:: DATA FOR THIS TASK ::

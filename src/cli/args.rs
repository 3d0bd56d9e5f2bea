//! CLI argument definitions for `degree-audit`

use clap::{builder::BoolishValueParser, Parser, Subcommand, ValueEnum};
use std::path::PathBuf;

use degree_audit::config::ConfigOverrides;
use degree_audit::logger::Level;

/// CLI log level argument
///
/// Represents log levels that can be passed via CLI arguments. Converts to
/// lowercase strings for config storage and to `logger::Level` for runtime use.
#[derive(Copy, Clone, Debug, ValueEnum, PartialEq, Eq)]
pub enum LogLevelArg {
    /// Error-level logging
    Error,
    /// Warning-level logging
    Warn,
    /// Info-level logging
    Info,
    /// Debug-level logging
    Debug,
}

impl From<LogLevelArg> for Level {
    fn from(arg: LogLevelArg) -> Self {
        match arg {
            LogLevelArg::Error => Self::Error,
            LogLevelArg::Warn => Self::Warn,
            LogLevelArg::Info => Self::Info,
            LogLevelArg::Debug => Self::Debug,
        }
    }
}

impl std::fmt::Display for LogLevelArg {
    fn fmt(&self, f: &mut std::fmt::Formatter<'_>) -> std::fmt::Result {
        let as_str = match self {
            Self::Error => "error",
            Self::Warn => "warn",
            Self::Info => "info",
            Self::Debug => "debug",
        };
        write!(f, "{as_str}")
    }
}

#[derive(Debug, Subcommand)]
pub enum ConfigSubcommand {
    /// Display configuration values.
    ///
    /// If a KEY is provided, displays only that configuration value.
    /// If no KEY is provided, displays all configuration values.
    Get {
        /// Optional configuration key to display (e.g., `level`, `file`, `reports_dir`)
        #[arg(value_name = "KEY")]
        key: Option<String>,
    },
    /// Set a configuration value.
    Set {
        /// Configuration key to set
        #[arg(value_name = "KEY")]
        key: String,
        /// Value to set
        #[arg(value_name = "VALUE")]
        value: String,
    },
    /// Unset a configuration value.
    Unset {
        /// Configuration key to unset
        #[arg(value_name = "KEY")]
        key: String,
    },
    /// Reset configuration to defaults (requires confirmation).
    Reset,
}

#[derive(Debug, Subcommand)]
pub enum Command {
    /// Manage configuration.
    ///
    /// If no subcommand is provided, displays all configuration values.
    Config {
        #[command(subcommand)]
        subcommand: Option<ConfigSubcommand>,
    },
    /// Audit one or more plan files against their degree requirements.
    ///
    /// Prints the overall progress and exports a per-requirement CSV.
    Audit {
        /// Paths to plan TOML files (supports multiple)
        #[arg(value_name = "FILES", num_args = 1..)]
        input_files: Vec<PathBuf>,

        /// Output file paths (optional; defaults to config `reports_dir` when omitted)
        ///
        /// When provided, must match the number of input files 1:1.
        #[arg(short, long, value_name = "FILES", num_args = 1..)]
        output: Vec<PathBuf>,

        /// Also generate a report in the specified format (markdown, html)
        #[arg(long, value_name = "FORMAT")]
        report: Option<String>,

        /// Skip CSV export (only print the progress summary)
        #[arg(long)]
        no_csv: bool,
    },
    /// Generate a progress report from a plan file.
    ///
    /// Creates a formatted report with the overall progress bar, the
    /// per-requirement list, and the breadth category checklist.
    Report {
        /// Path to plan TOML file
        #[arg(value_name = "FILE")]
        input_file: PathBuf,

        /// Output file path (optional; defaults to input name with format extension)
        #[arg(short, long, value_name = "FILE")]
        output: Option<PathBuf>,

        /// Report format: markdown (md) or html
        #[arg(short, long, value_name = "FORMAT", default_value = "html")]
        format: String,
    },
}

#[derive(Parser, Debug)]
#[command(
    name = "degreeaudit",
    about = "degree-audit command-line interface",
    version = env!("CARGO_PKG_VERSION")
)]
pub struct Cli {
    /// Set the runtime log level (error|warn|info|debug). Falls back to config if omitted.
    #[arg(long, value_enum)]
    pub log_level: Option<LogLevelArg>,

    /// Enable verbose output (runtime only)
    #[arg(short = 'v', long = "verbose")]
    pub verbose: bool,

    /// Enable debug-level logging and runtime debug flag (shorthand)
    #[arg(long = "debug")]
    pub debug_flag: bool,

    /// Write runtime logs to a file
    #[arg(long, value_name = "PATH")]
    pub log_file: Option<PathBuf>,

    // --- Config overrides ---
    /// Override config logging level (stored in config file)
    #[arg(long = "config-level", value_enum)]
    pub config_level: Option<LogLevelArg>,

    /// Override config log file path
    #[arg(long = "config-log-file", value_name = "PATH")]
    pub config_log_file: Option<PathBuf>,

    /// Override config verbose flag (true/false)
    #[arg(long = "config-verbose", value_parser = BoolishValueParser::new())]
    pub config_verbose: Option<bool>,

    /// Override config plans directory
    #[arg(long = "config-plans-dir", value_name = "DIR")]
    pub config_plans_dir: Option<PathBuf>,

    /// Override config plans directory (short form)
    #[arg(long = "plans-dir", value_name = "DIR")]
    pub plans_dir: Option<PathBuf>,

    /// Override config reports output directory
    #[arg(long = "config-reports-dir", value_name = "DIR")]
    pub config_reports_dir: Option<PathBuf>,

    /// Override config reports output directory (short form)
    #[arg(long = "reports-dir", value_name = "DIR")]
    pub reports_dir: Option<PathBuf>,

    /// Subcommand to execute.
    /// A subcommand is required to run the CLI.
    #[command(subcommand)]
    pub command: Command,
}

impl Cli {
    /// Convert CLI flags into config overrides
    ///
    /// Transforms CLI arguments into a `ConfigOverrides` struct that can be
    /// applied to the loaded configuration. Short-form flags (e.g.,
    /// `--reports-dir`) take precedence over long-form flags (e.g.,
    /// `--config-reports-dir`) when both are provided.
    pub fn to_config_overrides(&self) -> ConfigOverrides {
        ConfigOverrides {
            level: self.config_level.map(|lvl| lvl.to_string()),
            file: self
                .config_log_file
                .as_ref()
                .map(|p| p.to_string_lossy().to_string()),
            verbose: self.config_verbose,
            plans_dir: self
                .plans_dir
                .as_ref()
                .map(|p| p.to_string_lossy().to_string())
                .or_else(|| {
                    self.config_plans_dir
                        .as_ref()
                        .map(|p| p.to_string_lossy().to_string())
                }),
            reports_dir: self
                .reports_dir
                .as_ref()
                .map(|p| p.to_string_lossy().to_string())
                .or_else(|| {
                    self.config_reports_dir
                        .as_ref()
                        .map(|p| p.to_string_lossy().to_string())
                }),
        }
    }
}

:::

Set the data above down again in full, exactly as it reads.

filename src/cli/args.rs
repository 3d0bd56d9e5f2bea
//! CLI argument definitions for `degree-audit`

use clap::{builder::BoolishValueParser, Parser, Subcommand, ValueEnum};
use std::path::PathBuf;

use degree_audit::config::ConfigOverrides;
use degree_audit::logger::Level;

/// CLI log level argument
///
/// Represents log levels that can be passed via CLI arguments. Converts to
/// lowercase strings for config storage and to `logger::Level` for runtime use.
#[derive(Copy, Clone, Debug, ValueEnum, PartialEq, Eq)]
pub enum LogLevelArg {
    /// Error-level logging
    Error,
    /// Warning-level logging
    Warn,
    /// Info-level logging
    Info,
    /// Debug-level logging
    Debug,
}

impl From<LogLevelArg> for Level {
    fn from(arg: LogLevelArg) -> Self {
        match arg {
            LogLevelArg::Error => Self::Error,
            LogLevelArg::Warn => Self::Warn,
            LogLevelArg::Info => Self::Info,
            LogLevelArg::Debug => Self::Debug,
        }
    }
}

impl std::fmt::Display for LogLevelArg {
    fn fmt(&self, f: &mut std::fmt::Formatter<'_>) -> std::fmt::Result {
        let as_str = match self {
            Self::Error => "error",
            Self::Warn => "warn",
            Self::Info => "info",
            Self::Debug => "debug",
        };
        write!(f, "{as_str}")
    }
}

#[derive(Debug, Subcommand)]
pub enum ConfigSubcommand {
    /// Display configuration values.
    ///
    /// If a KEY is provided, displays only that configuration value.
    /// If no KEY is provided, displays all configuration values.
    Get {
        /// Optional configuration key to display (e.g., `level`, `file`, `reports_dir`)
        #[arg(value_name = "KEY")]
        key: Option<String>,
    },
    /// Set a configuration value.
    Set {
        /// Configuration key to set
        #[arg(value_name = "KEY")]
        key: String,
        /// Value to set
        #[arg(value_name = "VALUE")]
        value: String,
    },
    /// Unset a configuration value.
    Unset {
        /// Configuration key to unset
        #[arg(value_name = "KEY")]
        key: String,
    },
    /// Reset configuration to defaults (requires confirmation).
    Reset,
}

#[derive(Debug, Subcommand)]
pub enum Command {
    /// Manage configuration.
    ///
    /// If no subcommand is provided, displays all configuration values.
    Config {
        #[command(subcommand)]
        subcommand: Option<ConfigSubcommand>,
    },
    /// Audit one or more plan files against their degree requirements.
    ///
    /// Prints the overall progress and exports a per-requirement CSV.
    Audit {
        /// Paths to plan TOML files (supports multiple)
        #[arg(value_name = "FILES", num_args = 1..)]
        input_files: Vec<PathBuf>,

        /// Output file paths (optional; defaults to config `reports_dir` when omitted)
        ///
        /// When provided, must match the number of input files 1:1.
        #[arg(short, long, value_name = "FILES", num_args = 1..)]
        output: Vec<PathBuf>,

        /// Also generate a report in the specified format (markdown, html)
        #[arg(long, value_name = "FORMAT")]
        report: Option<String>,

        /// Skip CSV export (only print the progress summary)
        #[arg(long)]
        no_csv: bool,
    },
    /// Generate a progress report from a plan file.
    ///
    /// Creates a formatted report with the overall progress bar, the
    /// per-requirement list, and the breadth category checklist.
    Report {
        /// Path to plan TOML file
        #[arg(value_name = "FILE")]
        input_file: PathBuf,

        /// Output file path (optional; defaults to input name with format extension)
        #[arg(short, long, value_name = "FILE")]
        output: Option<PathBuf>,

        /// Report format: markdown (md) or html
        #[arg(short, long, value_name = "FORMAT", default_value = "html")]
        format: String,
    },
}

#[derive(Parser, Debug)]
#[command(
    name = "degreeaudit",
    about = "degree-audit command-line interface",
    version = env!("CARGO_PKG_VERSION")
)]
pub struct Cli {
    /// Set the runtime log level (error|warn|info|debug). Falls back to config if omitted.
    #[arg(long, value_enum)]
    pub log_level: Option<LogLevelArg>,

    /// Enable verbose output (runtime only)
    #[arg(short = 'v', long = "verbose")]
    pub verbose: bool,

    /// Enable debug-level logging and runtime debug flag (shorthand)
    #[arg(long = "debug")]
    pub debug_flag: bool,

    /// Write runtime logs to a file
    #[arg(long, value_name = "PATH")]
    pub log_file: Option<PathBuf>,

    // --- Config overrides ---
    /// Override config logging level (stored in config file)
    #[arg(long = "config-level", value_enum)]
    pub config_level: Option<LogLevelArg>,

    /// Override config log file path
    #[arg(long = "config-log-file", value_name = "PATH")]
    pub config_log_file: Option<PathBuf>,

    /// Override config verbose flag (true/false)
    #[arg(long = "config-verbose", value_parser = BoolishValueParser::new())]
    pub config_verbose: Option<bool>,

    /// Override config plans directory
    #[arg(long = "config-plans-dir", value_name = "DIR")]
    pub config_plans_dir: Option<PathBuf>,

    /// Override config plans directory (short form)
    #[arg(long = "plans-dir", value_name = "DIR")]
    pub plans_dir: Option<PathBuf>,

    /// Override config reports output directory
    #[arg(long = "config-reports-dir", value_name = "DIR")]
    pub config_reports_dir: Option<PathBuf>,

    /// Override config reports output directory (short form)
    #[arg(long = "reports-dir", value_name = "DIR")]
    pub reports_dir: Option<PathBuf>,

    /// Subcommand to execute.
    /// A subcommand is required to run the CLI.
    #[command(subcommand)]
    pub command: Command,
}

impl Cli {
    /// Convert CLI flags into config overrides
    ///
    /// Transforms CLI arguments into a `ConfigOverrides` struct that can be
    /// applied to the loaded configuration. Short-form flags (e.g.,
    /// `--reports-dir`) take precedence over long-form flags (e.g.,
    /// `--config-reports-dir`) when both are provided.
    pub fn to_config_overrides(&self) -> ConfigOverrides {
        ConfigOverrides {
            level: self.config_level.map(|lvl| lvl.to_string()),
            file: self
                .config_log_file
                .as_ref()
                .map(|p| p.to_string_lossy().to_string()),
            verbose: self.config_verbose,
            plans_dir: self
                .plans_dir
                .as_ref()
                .map(|p| p.to_string_lossy().to_string())
                .or_else(|| {
                    self.config_plans_dir
                        .as_ref()
                        .map(|p| p.to_string_lossy().to_string())
                }),
            reports_dir: self
                .reports_dir
                .as_ref()
                .map(|p| p.to_string_lossy().to_string())
                .or_else(|| {
                    self.config_reports_dir
                        .as_ref()
                        .map(|p| p.to_string_lossy().to_string())
                }),
        }
    }
}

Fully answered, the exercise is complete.